Information -
* * * * * * * * *

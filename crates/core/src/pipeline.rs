//! Render pipeline
//!
//! Every request follows the same path: look in the [`PageCache`], and on a
//! miss submit a keyed task to the [`RenderScheduler`] that calls the
//! [`RenderBackend`] and decodes its payload. When the task settles the
//! result is written back to the cache, unless the requester cancelled in the
//! meantime. Identical in-flight requests share one backend call.

use pdf_reader_cache::{
    Annotation, Bookmark, CacheWriter, CachedPage, CachedTile, DocumentId, PageCache, PageText,
    PdfInfo, TileRect,
};
use pdf_reader_render::{wire, RenderBackend};
use pdf_reader_scheduler::{
    CancellationToken, Priority, RenderError, RenderResult, RenderScheduler,
};
use std::future::Future;
use std::sync::Arc;
use tracing::{trace, warn};

/// Tri-state of one request as seen by a view
#[derive(Debug, Clone, PartialEq)]
pub enum RequestState<T> {
    /// No data yet (also the state of a cancelled request)
    Loading,
    Ready(T),
    Failed(String),
}

impl<T> RequestState<T> {
    /// Aborted requests stay loading; their requester is gone.
    pub fn from_result(result: RenderResult<T>) -> Self {
        match result {
            Ok(value) => RequestState::Ready(value),
            Err(RenderError::Aborted) => RequestState::Loading,
            Err(err) => RequestState::Failed(err.to_string()),
        }
    }

    pub fn is_loading(&self) -> bool {
        matches!(self, RequestState::Loading)
    }

    pub fn is_ready(&self) -> bool {
        matches!(self, RequestState::Ready(_))
    }

    pub fn ready(&self) -> Option<&T> {
        match self {
            RequestState::Ready(value) => Some(value),
            _ => None,
        }
    }

    pub fn error(&self) -> Option<&str> {
        match self {
            RequestState::Failed(message) => Some(message),
            _ => None,
        }
    }

    pub fn map<U>(self, f: impl FnOnce(T) -> U) -> RequestState<U> {
        match self {
            RequestState::Loading => RequestState::Loading,
            RequestState::Ready(value) => RequestState::Ready(f(value)),
            RequestState::Failed(message) => RequestState::Failed(message),
        }
    }
}

impl<T> From<RenderResult<T>> for RequestState<T> {
    fn from(result: RenderResult<T>) -> Self {
        Self::from_result(result)
    }
}

/// What a page slot shows
#[derive(Debug, Clone, PartialEq)]
pub enum PageDisplay {
    /// Rendered at the requested width
    Ready(CachedPage),
    /// Another resolution of the same page, shown until the request lands
    Placeholder(CachedPage),
    Loading,
    /// Inline error shown in place of the page
    Error(String),
}

impl PageDisplay {
    /// Combine a page request with whatever stale rendering is at hand
    pub fn resolve(state: RequestState<CachedPage>, stale: Option<CachedPage>) -> Self {
        match (state, stale) {
            (RequestState::Ready(page), _) => PageDisplay::Ready(page),
            (RequestState::Failed(message), _) => PageDisplay::Error(message),
            (RequestState::Loading, Some(page)) => PageDisplay::Placeholder(page),
            (RequestState::Loading, None) => PageDisplay::Loading,
        }
    }

    /// Pixels to paint, if any
    pub fn page(&self) -> Option<&CachedPage> {
        match self {
            PageDisplay::Ready(page) | PageDisplay::Placeholder(page) => Some(page),
            _ => None,
        }
    }
}

/// Dedup key of a whole-page render
pub fn page_key(id: &DocumentId, page_index: u32, target_width: u32) -> String {
    format!("{id}:{page_index}:{target_width}")
}

/// Dedup key of a tile render
pub fn tile_key(id: &DocumentId, page_index: u32, target_width: u32, rect: TileRect) -> String {
    format!("{id}:{page_index}:{target_width}:{rect}")
}

/// Cache, scheduler and backend wired together
///
/// Cloning is cheap; clones share the same cache and scheduler.
#[derive(Clone)]
pub struct RenderPipeline {
    cache: PageCache,
    scheduler: RenderScheduler,
    backend: Arc<dyn RenderBackend>,
}

impl RenderPipeline {
    pub fn new(
        cache: PageCache,
        scheduler: RenderScheduler,
        backend: Arc<dyn RenderBackend>,
    ) -> Self {
        Self {
            cache,
            scheduler,
            backend,
        }
    }

    pub fn cache(&self) -> &PageCache {
        &self.cache
    }

    pub fn scheduler(&self) -> &RenderScheduler {
        &self.scheduler
    }

    pub fn backend(&self) -> &Arc<dyn RenderBackend> {
        &self.backend
    }

    /// Whole page rendered at `target_width` device pixels
    pub async fn page(
        &self,
        id: &DocumentId,
        page_index: u32,
        target_width: u32,
        token: CancellationToken,
        priority: Priority,
    ) -> RenderResult<CachedPage> {
        if let Some(page) = self.cache.get_page(id, page_index, target_width as f32) {
            return Ok(page);
        }

        let backend = Arc::clone(&self.backend);
        let doc = id.clone();
        let result = self
            .submit(
                page_key(id, page_index, target_width),
                &token,
                priority,
                async move {
                    let payload = backend.render_page(&doc, page_index, target_width).await?;
                    let encoded_len = payload.len();
                    let page = wire::decode_page(payload)?;
                    Ok::<_, RenderError>(page.with_encoded_len(encoded_len))
                },
            )
            .await;

        self.settle(id, "page", &token, result, |cache, page| {
            cache.add_page(id, page_index, page.clone())
        })
    }

    /// Low-resolution full-page render shown under the tiles
    ///
    /// Served from any cached resolution of the page when one exists.
    pub async fn placeholder(
        &self,
        id: &DocumentId,
        page_index: u32,
        target_width: u32,
        token: CancellationToken,
        priority: Priority,
    ) -> RenderResult<CachedPage> {
        if let Some(page) = self.cache.get_any_page(id, page_index) {
            return Ok(page);
        }
        self.page(id, page_index, target_width, token, priority).await
    }

    /// One tile of a page rendered at `target_width`
    pub async fn tile(
        &self,
        id: &DocumentId,
        page_index: u32,
        target_width: u32,
        rect: TileRect,
        token: CancellationToken,
        priority: Priority,
    ) -> RenderResult<CachedTile> {
        if let Some(tile) = self.cache.get_tile(id, page_index, target_width, rect) {
            return Ok(tile);
        }

        let backend = Arc::clone(&self.backend);
        let doc = id.clone();
        let result = self
            .submit(
                tile_key(id, page_index, target_width, rect),
                &token,
                priority,
                async move {
                    let payload = backend
                        .render_tile(&doc, page_index, target_width, rect)
                        .await?;
                    let tile = wire::decode_tile(&payload)?;
                    Ok::<_, RenderError>(tile.with_encoded_len(payload.len()))
                },
            )
            .await;

        self.settle(id, "tile", &token, result, |cache, tile| {
            cache.add_tile(id, page_index, target_width, tile.clone())
        })
    }

    /// Extracted text of one page
    pub async fn text(
        &self,
        id: &DocumentId,
        page_index: u32,
        token: CancellationToken,
        priority: Priority,
    ) -> RenderResult<Arc<PageText>> {
        if let Some(text) = self.cache.get_text(id, page_index) {
            return Ok(text);
        }

        let backend = Arc::clone(&self.backend);
        let doc = id.clone();
        let result = self
            .submit(
                format!("{id}:{page_index}:text"),
                &token,
                priority,
                async move {
                    let text = backend.fetch_text_by_page(&doc, page_index).await?;
                    Ok::<_, RenderError>(Arc::new(text))
                },
            )
            .await;

        self.settle(id, "text", &token, result, |cache, text| {
            cache.add_text(id, page_index, Arc::clone(text))
        })
    }

    /// Page count and first-page size
    pub async fn info(
        &self,
        id: &DocumentId,
        token: CancellationToken,
        priority: Priority,
    ) -> RenderResult<PdfInfo> {
        if let Some(info) = self.cache.get_info(id) {
            return Ok(info);
        }

        let backend = Arc::clone(&self.backend);
        let doc = id.clone();
        let result = self
            .submit(format!("{id}:info"), &token, priority, async move {
                Ok::<_, RenderError>(backend.fetch_pdf_info(&doc).await?)
            })
            .await;

        self.settle(id, "info", &token, result, |cache, info| {
            cache.set_info(id, *info)
        })
    }

    /// Document outline
    pub async fn bookmarks(
        &self,
        id: &DocumentId,
        token: CancellationToken,
        priority: Priority,
    ) -> RenderResult<Arc<Vec<Bookmark>>> {
        if let Some(bookmarks) = self.cache.get_bookmarks(id) {
            return Ok(bookmarks);
        }

        let backend = Arc::clone(&self.backend);
        let doc = id.clone();
        let result = self
            .submit(format!("{id}:bookmarks"), &token, priority, async move {
                Ok::<_, RenderError>(Arc::new(backend.fetch_bookmarks(&doc).await?))
            })
            .await;

        self.settle(id, "bookmarks", &token, result, |cache, bookmarks| {
            cache.set_bookmarks(id, Arc::clone(bookmarks))
        })
    }

    /// Annotations on every page
    pub async fn annotations(
        &self,
        id: &DocumentId,
        token: CancellationToken,
        priority: Priority,
    ) -> RenderResult<Arc<Vec<Annotation>>> {
        if let Some(annotations) = self.cache.get_annotations(id) {
            return Ok(annotations);
        }

        let backend = Arc::clone(&self.backend);
        let doc = id.clone();
        let result = self
            .submit(format!("{id}:annotations"), &token, priority, async move {
                Ok::<_, RenderError>(Arc::new(backend.fetch_annotations(&doc).await?))
            })
            .await;

        self.settle(id, "annotations", &token, result, |cache, annotations| {
            cache.set_annotations(id, Arc::clone(annotations))
        })
    }

    async fn submit<T, Fut>(
        &self,
        key: String,
        token: &CancellationToken,
        priority: Priority,
        work: Fut,
    ) -> RenderResult<T>
    where
        T: Clone + Send + 'static,
        Fut: Future<Output = RenderResult<T>> + Send + 'static,
    {
        trace!(key = %key, %priority, "cache miss, scheduling");
        self.scheduler
            .enqueue_keyed(key, move || work, token.clone(), priority)
            .await
    }

    /// Write a settled result back and log failures
    ///
    /// A requester that cancelled while the task ran gets `Aborted` and the
    /// result is dropped, so a closed document never regains cache entries.
    /// The cancellation check and the write happen under one cache lock;
    /// closing cancels before it purges, so a purge can't slip in between.
    fn settle<T>(
        &self,
        id: &DocumentId,
        kind: &'static str,
        token: &CancellationToken,
        result: RenderResult<T>,
        store: impl FnOnce(&mut CacheWriter<'_>, &T),
    ) -> RenderResult<T> {
        match result {
            Ok(value) => {
                let mut writer = self.cache.write();
                if token.is_cancelled() {
                    trace!(document = %id, kind, "discarding result for cancelled request");
                    return Err(RenderError::Aborted);
                }
                store(&mut writer, &value);
                Ok(value)
            }
            Err(RenderError::Aborted) => Err(RenderError::Aborted),
            Err(err) => {
                warn!(document = %id, kind, error = %err, "render request failed");
                Err(err)
            }
        }
    }
}

impl std::fmt::Debug for RenderPipeline {
    fn fmt(&self, f: &mut std::fmt::Formatter<'_>) -> std::fmt::Result {
        f.debug_struct("RenderPipeline")
            .field("cache", &self.cache)
            .field("scheduler", &self.scheduler)
            .finish_non_exhaustive()
    }
}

* * * * * * * * *

Work to be completed - Among the lines above, find those with the string "task" and copy them.

Exercise result -
//! miss submit a keyed task to the [`RenderScheduler`] that calls the
//! [`RenderBackend`] and decodes its payload. When the task settles the
    /// A requester that cancelled while the task ran gets `Aborted` and the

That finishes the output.